The reconstruction of complete microbial metabolic pathways using 'omics data from environmental samples remains challenging. Computational pipelines for pathway reconstruction that utilize machine learning methods to predict the presence or absence of KEGG modules in incomplete genomes are lacking. Here, we present MetaPathPredict, a software tool that incorporates machine learning models to predict the presence of complete KEGG modules within bacterial genomic datasets. Using gene annotation data and information from the KEGG module database, MetaPathPredict employs deep learning models to predict the presence of KEGG modules in a genome. MetaPathPredict can be used as a command line tool or as a Python module, and both options are designed to be run locally or on a compute cluster. Benchmarks show that MetaPathPredict makes robust predictions of KEGG module presence within highly incomplete genomes.

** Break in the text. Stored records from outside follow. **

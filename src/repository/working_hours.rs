//! Working hours columns of the hospitals and doctors tables

use std::sync::Arc;

use serde_json::Value;

use crate::{
    error::{AppError, AppResult},
    models::working_hours::{StoredHours, WorkingHours},
    store::{DataStore, Filter, Record},
};

pub const HOSPITALS: &str = "hospitals";
pub const DOCTORS: &str = "doctors";

#[derive(Clone)]
pub struct WorkingHoursRepository {
    store: Arc<dyn DataStore>,
}

impl WorkingHoursRepository {
    pub fn new(store: Arc<dyn DataStore>) -> Self {
        Self { store }
    }

    pub async fn hospital_hours(&self, hospital_id: &str) -> AppResult<StoredHours> {
        self.fetch(HOSPITALS, hospital_id).await
    }

    /// Doctors have no 24h mode; `is_open_24_hours` is always `None`
    pub async fn doctor_hours(&self, doctor_id: &str) -> AppResult<StoredHours> {
        let stored = self.fetch(DOCTORS, doctor_id).await?;
        Ok(StoredHours {
            is_open_24_hours: None,
            ..stored
        })
    }

    pub async fn update_hospital_hours(
        &self,
        hospital_id: &str,
        hours: &WorkingHours,
        is_open_24_hours: bool,
    ) -> AppResult<StoredHours> {
        let mut patch = Record::new();
        patch.insert("working_hours".into(), to_value(hours)?);
        patch.insert("is_open_24_hours".into(), Value::Bool(is_open_24_hours));

        let row = super::update_row(self.store.as_ref(), HOSPITALS, hospital_id, patch).await?;
        Ok(stored_hours(HOSPITALS, hospital_id, row))
    }

    pub async fn update_doctor_hours(&self, doctor_id: &str, hours: &WorkingHours) -> AppResult<StoredHours> {
        let mut patch = Record::new();
        patch.insert("working_hours".into(), to_value(hours)?);

        let row = super::update_row(self.store.as_ref(), DOCTORS, doctor_id, patch).await?;
        Ok(StoredHours {
            is_open_24_hours: None,
            ..stored_hours(DOCTORS, doctor_id, row)
        })
    }

    async fn fetch(&self, table: &str, id: &str) -> AppResult<StoredHours> {
        let row = self
            .store
            .fetch_one(table, &[Filter::eq("id", id)])
            .await?
            .ok_or_else(|| AppError::NotFound(format!("{} row {} not found", table, id)))?;
        Ok(stored_hours(table, id, row))
    }
}

fn to_value(hours: &WorkingHours) -> AppResult<Value> {
    serde_json::to_value(hours).map_err(|e| AppError::Internal(e.to_string()))
}

/// Read the working hours columns of a row.
///
/// Some deployments keep `working_hours` as a JSON string rather than jsonb.
/// Unreadable schedules are treated as absent.
fn stored_hours(table: &str, id: &str, row: Record) -> StoredHours {
    let parsed = match row.get("working_hours") {
        None | Some(Value::Null) => None,
        Some(Value::String(text)) => Some(serde_json::from_str::<WorkingHours>(text)),
        Some(value) => Some(serde_json::from_value::<WorkingHours>(value.clone())),
    };

    let working_hours = match parsed {
        Some(Ok(hours)) => Some(hours),
        Some(Err(e)) => {
            tracing::warn!("Ignoring unreadable working hours of {} {}: {}", table, id, e);
            None
        }
        None => None,
    };

    StoredHours {
        working_hours,
        is_open_24_hours: row.get("is_open_24_hours").and_then(Value::as_bool),
    }
}
//! Data store capability: row-level access to a remote relational store
//!
//! Rows travel as JSON objects in the store's native (snake_case) schema.
//! Translation to the camelCase shapes exposed to callers happens in the
//! repository layer.

pub mod postgres;
pub mod rest;

use std::sync::Arc;

use async_trait::async_trait;
use serde::de::DeserializeOwned;
use serde_json::Value;

use crate::{
    config::{StoreBackend, StoreConfig},
    error::{AppError, AppResult},
};

/// A single row
pub type Record = serde_json::Map<String, Value>;

/// Row filter understood by every backend
#[derive(Debug, Clone, PartialEq, Eq)]
pub enum Filter {
    Eq(String, String),
    Gte(String, String),
    Lte(String, String),
    IsNull(String),
}

impl Filter {
    pub fn eq(column: &str, value: impl ToString) -> Self {
        Filter::Eq(column.to_string(), value.to_string())
    }

    pub fn gte(column: &str, value: impl ToString) -> Self {
        Filter::Gte(column.to_string(), value.to_string())
    }

    pub fn lte(column: &str, value: impl ToString) -> Self {
        Filter::Lte(column.to_string(), value.to_string())
    }

    pub fn is_null(column: &str) -> Self {
        Filter::IsNull(column.to_string())
    }

    pub fn column(&self) -> &str {
        match self {
            Filter::Eq(c, _) | Filter::Gte(c, _) | Filter::Lte(c, _) | Filter::IsNull(c) => c,
        }
    }
}

#[cfg_attr(test, mockall::automock)]
#[async_trait]
pub trait DataStore: Send + Sync {
    /// All rows matching every filter, in store order
    async fn fetch_rows(&self, table: &str, filters: &[Filter]) -> AppResult<Vec<Record>>;

    /// First row matching every filter
    async fn fetch_one(&self, table: &str, filters: &[Filter]) -> AppResult<Option<Record>>;

    async fn insert_row(&self, table: &str, record: Record) -> AppResult<Record>;

    /// Apply `patch` to matching rows and return them as updated
    async fn update_rows(&self, table: &str, filters: &[Filter], patch: Record) -> AppResult<Vec<Record>>;

    /// Delete matching rows and return how many went away
    async fn delete_rows(&self, table: &str, filters: &[Filter]) -> AppResult<u64>;
}

/// Build the store selected by configuration
pub async fn connect(config: &StoreConfig) -> AppResult<Arc<dyn DataStore>> {
    let store: Arc<dyn DataStore> = match config.backend {
        StoreBackend::Rest => Arc::new(rest::RestStore::new(config)?),
        StoreBackend::Postgres => Arc::new(postgres::PgStore::connect(config).await?),
    };
    Ok(store)
}

/// Render a native identity value (number, string, ...) as a string
pub fn id_string(value: &Value) -> String {
    match value {
        Value::Null => String::new(),
        Value::String(s) => s.clone(),
        other => other.to_string(),
    }
}

/// Deserialize a row into a typed struct
pub fn from_record<T: DeserializeOwned>(table: &str, record: Record) -> AppResult<T> {
    serde_json::from_value(Value::Object(record))
        .map_err(|e| AppError::Store(format!("Malformed row in {}: {}", table, e)))
}

/// Mutations without a filter would touch the whole table
fn require_filters(operation: &str, table: &str, filters: &[Filter]) -> AppResult<()> {
    if filters.is_empty() {
        return Err(AppError::Internal(format!(
            "Refusing unfiltered {} on {}",
            operation, table
        )));
    }
    Ok(())
}
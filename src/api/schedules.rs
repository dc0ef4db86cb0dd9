//! Schedule API endpoints (calendar, hospital and doctor holidays)

use axum::{
    extract::{Path, Query, State},
    http::StatusCode,
    Json,
};
use chrono::Datelike;
use serde_json::json;

use crate::{
    error::AppResult,
    models::{
        calendar::{CalendarGrid, CalendarQuery},
        holiday::{CreateHoliday, Holiday, HolidayQuery, HolidayScope},
    },
    AppState,
};

use super::{local_now, PanelContext};

/// Month calendar of the hospital or of one doctor
#[utoipa::path(
    get,
    path = "/schedules/calendar",
    tag = "schedules",
    security(("hospital_id" = [])),
    params(CalendarQuery),
    responses(
        (status = 200, description = "Month grid", body = CalendarGrid),
        (status = 400, description = "Invalid month", body = crate::error::ErrorResponse)
    )
)]
pub async fn get_calendar(
    State(state): State<AppState>,
    ctx: PanelContext,
    Query(query): Query<CalendarQuery>,
) -> AppResult<Json<CalendarGrid>> {
    let today = local_now().date();
    let doctor_id = query.doctor.as_deref().filter(|d| !d.trim().is_empty());

    let grid = state
        .services
        .schedules
        .build_calendar_data(
            &ctx.hospital_id,
            query.year.unwrap_or_else(|| today.year()),
            query.month.unwrap_or_else(|| today.month()),
            doctor_id,
            today,
        )
        .await?;
    Ok(Json(grid))
}

// ---- Hospital holidays ----

/// List holidays of the active hospital
#[utoipa::path(
    get,
    path = "/hospital/holidays",
    tag = "schedules",
    security(("hospital_id" = [])),
    params(HolidayQuery),
    responses(
        (status = 200, description = "Hospital holidays", body = Vec<Holiday>)
    )
)]
pub async fn list_hospital_holidays(
    State(state): State<AppState>,
    ctx: PanelContext,
    Query(query): Query<HolidayQuery>,
) -> AppResult<Json<Vec<Holiday>>> {
    let scope = HolidayScope::Hospital(ctx.hospital_id);
    let holidays = state.services.schedules.list_holidays(&scope, &query).await?;
    Ok(Json(holidays))
}

/// Add a hospital holiday
#[utoipa::path(
    post,
    path = "/hospital/holidays",
    tag = "schedules",
    security(("hospital_id" = [])),
    request_body = CreateHoliday,
    responses(
        (status = 201, description = "Holiday created", body = Holiday),
        (status = 400, description = "Invalid input", body = crate::error::ErrorResponse)
    )
)]
pub async fn create_hospital_holiday(
    State(state): State<AppState>,
    ctx: PanelContext,
    Json(data): Json<CreateHoliday>,
) -> AppResult<(StatusCode, Json<Holiday>)> {
    let scope = HolidayScope::Hospital(ctx.hospital_id.clone());
    let holiday = state.services.schedules.add_holiday(&scope, &data).await?;
    log_holiday_event(&state, &ctx, "hospital_holiday_added", &scope, &holiday.id).await;
    Ok((StatusCode::CREATED, Json(holiday)))
}

/// Delete a hospital holiday
#[utoipa::path(
    delete,
    path = "/hospital/holidays/{id}",
    tag = "schedules",
    security(("hospital_id" = [])),
    params(
        ("id" = String, Path, description = "Holiday ID")
    ),
    responses(
        (status = 204, description = "Holiday deleted"),
        (status = 404, description = "Holiday not found", body = crate::error::ErrorResponse)
    )
)]
pub async fn delete_hospital_holiday(
    State(state): State<AppState>,
    ctx: PanelContext,
    Path(id): Path<String>,
) -> AppResult<StatusCode> {
    let scope = HolidayScope::Hospital(ctx.hospital_id.clone());
    state.services.schedules.delete_holiday(&scope, &id).await?;
    log_holiday_event(&state, &ctx, "hospital_holiday_deleted", &scope, &id).await;
    Ok(StatusCode::NO_CONTENT)
}

// ---- Doctor holidays ----

/// List holidays of a doctor
#[utoipa::path(
    get,
    path = "/doctors/{doctor_id}/holidays",
    tag = "schedules",
    security(("hospital_id" = [])),
    params(
        ("doctor_id" = String, Path, description = "Doctor ID"),
        HolidayQuery
    ),
    responses(
        (status = 200, description = "Doctor holidays", body = Vec<Holiday>)
    )
)]
pub async fn list_doctor_holidays(
    State(state): State<AppState>,
    _ctx: PanelContext,
    Path(doctor_id): Path<String>,
    Query(query): Query<HolidayQuery>,
) -> AppResult<Json<Vec<Holiday>>> {
    let scope = HolidayScope::Doctor(doctor_id);
    let holidays = state.services.schedules.list_holidays(&scope, &query).await?;
    Ok(Json(holidays))
}

/// Add a doctor holiday
#[utoipa::path(
    post,
    path = "/doctors/{doctor_id}/holidays",
    tag = "schedules",
    security(("hospital_id" = [])),
    params(
        ("doctor_id" = String, Path, description = "Doctor ID")
    ),
    request_body = CreateHoliday,
    responses(
        (status = 201, description = "Holiday created", body = Holiday),
        (status = 400, description = "Invalid input", body = crate::error::ErrorResponse)
    )
)]
pub async fn create_doctor_holiday(
    State(state): State<AppState>,
    ctx: PanelContext,
    Path(doctor_id): Path<String>,
    Json(data): Json<CreateHoliday>,
) -> AppResult<(StatusCode, Json<Holiday>)> {
    let scope = HolidayScope::Doctor(doctor_id);
    let holiday = state.services.schedules.add_holiday(&scope, &data).await?;
    log_holiday_event(&state, &ctx, "doctor_holiday_added", &scope, &holiday.id).await;
    Ok((StatusCode::CREATED, Json(holiday)))
}

/// Delete a doctor holiday
#[utoipa::path(
    delete,
    path = "/doctors/{doctor_id}/holidays/{id}",
    tag = "schedules",
    security(("hospital_id" = [])),
    params(
        ("doctor_id" = String, Path, description = "Doctor ID"),
        ("id" = String, Path, description = "Holiday ID")
    ),
    responses(
        (status = 204, description = "Holiday deleted"),
        (status = 404, description = "Holiday not found", body = crate::error::ErrorResponse)
    )
)]
pub async fn delete_doctor_holiday(
    State(state): State<AppState>,
    ctx: PanelContext,
    Path((doctor_id, id)): Path<(String, String)>,
) -> AppResult<StatusCode> {
    let scope = HolidayScope::Doctor(doctor_id);
    state.services.schedules.delete_holiday(&scope, &id).await?;
    log_holiday_event(&state, &ctx, "doctor_holiday_deleted", &scope, &id).await;
    Ok(StatusCode::NO_CONTENT)
}

async fn log_holiday_event(state: &AppState, ctx: &PanelContext, name: &str, scope: &HolidayScope, holiday_id: &str) {
    let (owner_column, owner_id) = scope.owner();
    let mut props = json!({ "holiday_id": holiday_id });
    props[owner_column] = json!(owner_id);

    state
        .services
        .events
        .log_event(name, &ctx.hospital_id, ctx.user(), props)
        .await;
}
//! Configuration management for the panel server

use config::{Config, ConfigError, Environment, File};
use serde::Deserialize;
use std::env;

#[derive(Debug, Deserialize, Clone)]
pub struct ServerConfig {
    pub host: String,
    pub port: u16,
}

/// Which data store implementation backs the repository
#[derive(Debug, Deserialize, Clone, Copy, PartialEq, Eq)]
#[serde(rename_all = "lowercase")]
pub enum StoreBackend {
    /// PostgREST / Supabase style REST endpoint
    Rest,
    /// Direct Postgres connection
    Postgres,
}

#[derive(Debug, Deserialize, Clone)]
pub struct StoreConfig {
    pub backend: StoreBackend,
    /// Base URL of the REST endpoint, or a postgres:// connection string
    pub url: String,
    /// Service key sent as `apikey` and bearer token (REST backend only)
    pub api_key: Option<String>,
    pub max_connections: u32,
    pub min_connections: u32,
}

#[derive(Debug, Deserialize, Clone)]
pub struct LoggingConfig {
    pub level: String,
    pub format: String,
}

#[derive(Debug, Deserialize, Clone)]
pub struct AppConfig {
    #[serde(default)]
    pub server: ServerConfig,
    #[serde(default)]
    pub store: StoreConfig,
    #[serde(default)]
    pub logging: LoggingConfig,
}

impl AppConfig {
    /// Load configuration from files and environment variables
    pub fn load() -> Result<Self, ConfigError> {
        let run_mode = env::var("RUN_MODE").unwrap_or_else(|_| "development".into());

        let config = Config::builder()
            .add_source(File::with_name("config/default").required(false))
            .add_source(File::with_name(&format!("config/{}", run_mode)).required(false))
            // Environment variables, e.g. PANEL_STORE__MAX_CONNECTIONS
            .add_source(
                Environment::with_prefix("PANEL")
                    .prefix_separator("_")
                    .separator("__")
                    .try_parsing(true),
            )
            .set_override_option("store.url", env::var("STORE_URL").ok())?
            .set_override_option("store.api_key", env::var("STORE_API_KEY").ok())?
            .build()?;

        config.try_deserialize()
    }
}

impl Default for ServerConfig {
    fn default() -> Self {
        Self {
            host: "0.0.0.0".to_string(),
            port: 8080,
        }
    }
}

impl Default for StoreConfig {
    fn default() -> Self {
        Self {
            backend: StoreBackend::Rest,
            url: "http://localhost:54321".to_string(),
            api_key: None,
            max_connections: 10,
            min_connections: 2,
        }
    }
}

impl Default for LoggingConfig {
    fn default() -> Self {
        Self {
            level: "info".to_string(),
            format: "pretty".to_string(),
        }
    }
}
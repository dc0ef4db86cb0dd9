//! Appointment service: listing, display ordering, edits and slot checks

use chrono::{NaiveDate, NaiveDateTime, NaiveTime};

use crate::{
    error::AppResult,
    models::{
        appointment::{
            Appointment, AppointmentFilter, AppointmentListEntry, AppointmentPage, AppointmentQuery,
            AppointmentSummary, DisplayLabel, UpdateAppointment,
        },
        holiday::HolidayScope,
    },
    repository::Repository,
    scheduling::{holidays, lifecycle, time_window},
};

pub const DEFAULT_PER_PAGE: i64 = 10;
pub const MAX_PER_PAGE: i64 = 100;

#[derive(Clone)]
pub struct AppointmentsService {
    repository: Repository,
}

impl AppointmentsService {
    pub fn new(repository: Repository) -> Self {
        Self { repository }
    }

    /// Appointments of the hospital matching the filters, in store order
    pub async fn filter_appointments(
        &self,
        hospital_id: &str,
        filter: &AppointmentFilter,
    ) -> AppResult<Vec<Appointment>> {
        self.repository.appointments.filter(hospital_id, filter).await
    }

    pub fn order_appointments_for_display(
        &self,
        appointments: Vec<Appointment>,
        now: NaiveDateTime,
    ) -> Vec<Appointment> {
        lifecycle::order_for_display(appointments, now)
    }

    /// Filtered, display-ordered and paginated listing
    pub async fn list_for_display(
        &self,
        hospital_id: &str,
        query: &AppointmentQuery,
        now: NaiveDateTime,
    ) -> AppResult<AppointmentPage> {
        let filter = query.filter()?;
        let appointments = self.filter_appointments(hospital_id, &filter).await?;
        let ordered = lifecycle::order_classified(appointments, now);

        let total = ordered.len() as i64;
        let (page, per_page, offset) = page_bounds(total, query.page, query.per_page);

        let appointments = ordered
            .into_iter()
            .skip(offset as usize)
            .take(per_page as usize)
            .map(|(appointment, classification)| AppointmentListEntry {
                display_status: classification.label,
                formatted_date: display_date(&appointment.date),
                appointment,
            })
            .collect();

        Ok(AppointmentPage {
            appointments,
            total,
            page,
            per_page,
        })
    }

    /// Counts per display label, plus today's appointments
    pub async fn summary(&self, hospital_id: &str, now: NaiveDateTime) -> AppResult<AppointmentSummary> {
        let appointments = self
            .filter_appointments(hospital_id, &AppointmentFilter::default())
            .await?;
        let today = time_window::format_date(now.date());

        let mut summary = AppointmentSummary::default();
        for appointment in &appointments {
            summary.total += 1;
            match lifecycle::classify(appointment, now).label {
                DisplayLabel::Planned => summary.planned += 1,
                DisplayLabel::Completed => summary.completed += 1,
                DisplayLabel::Cancelled => summary.cancelled += 1,
            }
            if appointment.date.trim() == today {
                summary.today += 1;
            }
        }
        Ok(summary)
    }

    pub async fn update_appointment(&self, id: &str, data: &UpdateAppointment) -> AppResult<Appointment> {
        let patch = data.to_patch()?;
        let appointment = self.repository.appointments.update(id, patch).await?;
        tracing::info!(appointment_id = %id, "Appointment updated");
        Ok(appointment)
    }

    pub async fn delete_appointment(&self, id: &str) -> AppResult<()> {
        self.repository.appointments.delete(id).await?;
        tracing::info!(appointment_id = %id, "Appointment deleted");
        Ok(())
    }

    /// Whether a hospital holiday on `date` covers `time`
    pub async fn is_appointment_time_blocked(
        &self,
        hospital_id: &str,
        date: NaiveDate,
        time: NaiveTime,
    ) -> AppResult<bool> {
        let scope = HolidayScope::Hospital(hospital_id.to_string());
        let on_date = self.repository.holidays.on_date(&scope, date).await?;
        Ok(holidays::is_blocked(date, time, &on_date))
    }
}

/// Resolve (page, per_page, offset). The page is clamped into the available
/// range, so an out-of-range page shows the nearest existing one.
pub fn page_bounds(total: i64, page: Option<i64>, per_page: Option<i64>) -> (i64, i64, i64) {
    let per_page = match per_page {
        Some(n) if n > 0 => n.min(MAX_PER_PAGE),
        _ => DEFAULT_PER_PAGE,
    };
    let last_page = ((total + per_page - 1) / per_page).max(1);
    let page = page.unwrap_or(1).clamp(1, last_page);
    (page, per_page, (page - 1) * per_page)
}

/// `dd.mm.yyyy`, or the stored value when it is not a date
fn display_date(date: &str) -> String {
    time_window::parse_date(date)
        .map(|d| d.format("%d.%m.%Y").to_string())
        .unwrap_or_else(|_| date.to_string())
}
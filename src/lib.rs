//! Hospital Panel
//!
//! REST JSON server behind a hospital administration panel: appointment
//! listing and lifecycle, hospital and doctor holidays, weekly working hours
//! and month calendars, on top of a PostgREST or Postgres data store.

use std::sync::Arc;

pub mod api;
pub mod config;
pub mod error;
pub mod models;
pub mod repository;
pub mod scheduling;
pub mod services;
pub mod store;

pub use config::AppConfig;
pub use error::{AppError, AppResult};

/// Application state shared across all handlers
#[derive(Clone)]
pub struct AppState {
    pub config: Arc<AppConfig>,
    pub services: Arc<services::Services>,
}
//! PostgREST / Supabase style REST backend

use async_trait::async_trait;
use reqwest::{header, Client, Method, RequestBuilder, Response};
use serde_json::Value;

use super::{require_filters, DataStore, Filter, Record};
use crate::{
    config::StoreConfig,
    error::{AppError, AppResult},
};

#[derive(Clone)]
pub struct RestStore {
    client: Client,
    base_url: String,
    api_key: Option<String>,
}

impl RestStore {
    pub fn new(config: &StoreConfig) -> AppResult<Self> {
        let client = Client::builder()
            .pool_max_idle_per_host(config.max_connections as usize)
            .build()?;

        Ok(Self {
            client,
            base_url: config.url.trim_end_matches('/').to_string(),
            api_key: config.api_key.clone(),
        })
    }

    fn request(&self, method: Method, table: &str) -> RequestBuilder {
        let url = format!("{}/rest/v1/{}", self.base_url, table);
        let mut builder = self.client.request(method, url);
        if let Some(key) = &self.api_key {
            builder = builder.header("apikey", key).bearer_auth(key);
        }
        builder
    }

    /// Mutations ask for the affected rows back
    fn returning(&self, method: Method, table: &str) -> RequestBuilder {
        self.request(method, table)
            .header("Prefer", "return=representation")
    }

    async fn rows(table: &str, response: Response) -> AppResult<Vec<Record>> {
        let status = response.status();
        if !status.is_success() {
            let body = response.text().await.unwrap_or_default();
            return Err(AppError::Store(format!("{} on {}: {}", status, table, body)));
        }

        let body: Value = response.json().await?;
        match body {
            Value::Array(items) => items
                .into_iter()
                .map(|item| match item {
                    Value::Object(record) => Ok(record),
                    other => Err(AppError::Store(format!(
                        "Expected a row object from {}, got {}",
                        table, other
                    ))),
                })
                .collect(),
            Value::Object(record) => Ok(vec![record]),
            Value::Null => Ok(Vec::new()),
            other => Err(AppError::Store(format!(
                "Unexpected response from {}: {}",
                table, other
            ))),
        }
    }
}

/// PostgREST query-string operators
pub fn query_pairs(filters: &[Filter]) -> Vec<(String, String)> {
    filters
        .iter()
        .map(|filter| match filter {
            Filter::Eq(column, value) => (column.clone(), format!("eq.{}", value)),
            Filter::Gte(column, value) => (column.clone(), format!("gte.{}", value)),
            Filter::Lte(column, value) => (column.clone(), format!("lte.{}", value)),
            Filter::IsNull(column) => (column.clone(), "is.null".to_string()),
        })
        .collect()
}

#[async_trait]
impl DataStore for RestStore {
    async fn fetch_rows(&self, table: &str, filters: &[Filter]) -> AppResult<Vec<Record>> {
        tracing::debug!(table, ?filters, "REST select");
        let response = self
            .request(Method::GET, table)
            .query(&[("select", "*")])
            .query(&query_pairs(filters))
            .send()
            .await?;
        Self::rows(table, response).await
    }

    async fn fetch_one(&self, table: &str, filters: &[Filter]) -> AppResult<Option<Record>> {
        tracing::debug!(table, ?filters, "REST select one");
        let response = self
            .request(Method::GET, table)
            .query(&[("select", "*"), ("limit", "1")])
            .query(&query_pairs(filters))
            .send()
            .await?;
        Ok(Self::rows(table, response).await?.into_iter().next())
    }

    async fn insert_row(&self, table: &str, record: Record) -> AppResult<Record> {
        tracing::debug!(table, "REST insert");
        let response = self
            .returning(Method::POST, table)
            .header(header::CONTENT_TYPE, "application/json")
            .json(&Value::Object(record))
            .send()
            .await?;
        Self::rows(table, response)
            .await?
            .into_iter()
            .next()
            .ok_or_else(|| AppError::Store(format!("Insert into {} returned no row", table)))
    }

    async fn update_rows(&self, table: &str, filters: &[Filter], patch: Record) -> AppResult<Vec<Record>> {
        require_filters("update", table, filters)?;
        tracing::debug!(table, ?filters, "REST update");
        let response = self
            .returning(Method::PATCH, table)
            .query(&query_pairs(filters))
            .json(&Value::Object(patch))
            .send()
            .await?;
        Self::rows(table, response).await
    }

    async fn delete_rows(&self, table: &str, filters: &[Filter]) -> AppResult<u64> {
        require_filters("delete", table, filters)?;
        tracing::debug!(table, ?filters, "REST delete");
        let response = self
            .returning(Method::DELETE, table)
            .query(&query_pairs(filters))
            .send()
            .await?;
        Ok(Self::rows(table, response).await?.len() as u64)
    }
}

#[cfg(test)]
mod tests {
    use super::*;

    #[test]
    fn test_query_pairs_use_postgrest_operators() {
        let pairs = query_pairs(&[
            Filter::eq("hospital_id", "hospital-42"),
            Filter::gte("date", "2024-02-01"),
            Filter::lte("date", "2024-02-28"),
            Filter::is_null("deleted_at"),
        ]);
        assert_eq!(
            pairs,
            vec![
                ("hospital_id".to_string(), "eq.hospital-42".to_string()),
                ("date".to_string(), "gte.2024-02-01".to_string()),
                ("date".to_string(), "lte.2024-02-28".to_string()),
                ("deleted_at".to_string(), "is.null".to_string()),
            ]
        );
    }

    #[tokio::test]
    async fn test_unfiltered_delete_is_refused_before_any_request() {
        let store = RestStore::new(&StoreConfig::default()).unwrap();
        let result = store.delete_rows("appointments", &[]).await;
        assert!(matches!(result, Err(AppError::Internal(_))));
    }
}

使用来自环境样本的‘组学’数据重建完整的微生物代谢途径仍然具有挑战性。利用机器学习方法来预测不完全基因组中 KEGG 模块的存在或不存在的途径重建计算管道是缺乏的。在这里,我们提出了 MetaPathPredict,这是一个软件工具,它结合了机器学习模型来预测细菌基因组数据集中完整的 KEGG 模块的存在。使用基因注释数据和 KEGG 模块数据库的信息,MetaPathPredict 使用深度学习模型来预测基因组中 KEGG 模块的存在。MetaPathPredict 可以作为命令行工具或 Python 模块使用,这两种选择都旨在在本地或计算群集上运行。基准测试表明,MetaPathPredict 可以对高度不完整的基因组中 KEGG 模块的存在做出稳健的预测。